- _Work to complete_
Please write out each entry exactly as it appears.

- _Task input_
= = = = =
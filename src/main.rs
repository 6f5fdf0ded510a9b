//! `aimo` CLI binary.
//!
//! This is the minimal entrypoint; all logic is in the library. `main.rs`
//! only invokes `cli::run()` and maps its `Result<(), ExitCode>` to a
//! process exit code.

fn main() {
    if let Err(code) = aimo_engine::cli::run() {
        std::process::exit(code.as_i32());
    }
}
= = = = =
- _Output below_
filename src/main.rs
repository 6f5fdf0ded510a9b
//! `aimo` CLI binary.
//!
//! This is the minimal entrypoint; all logic is in the library. `main.rs`
//! only invokes `cli::run()` and maps its `Result<(), ExitCode>` to a
//! process exit code.

fn main() {
    if let Err(code) = aimo_engine::cli::run() {
        std::process::exit(code.as_i32());
    }
}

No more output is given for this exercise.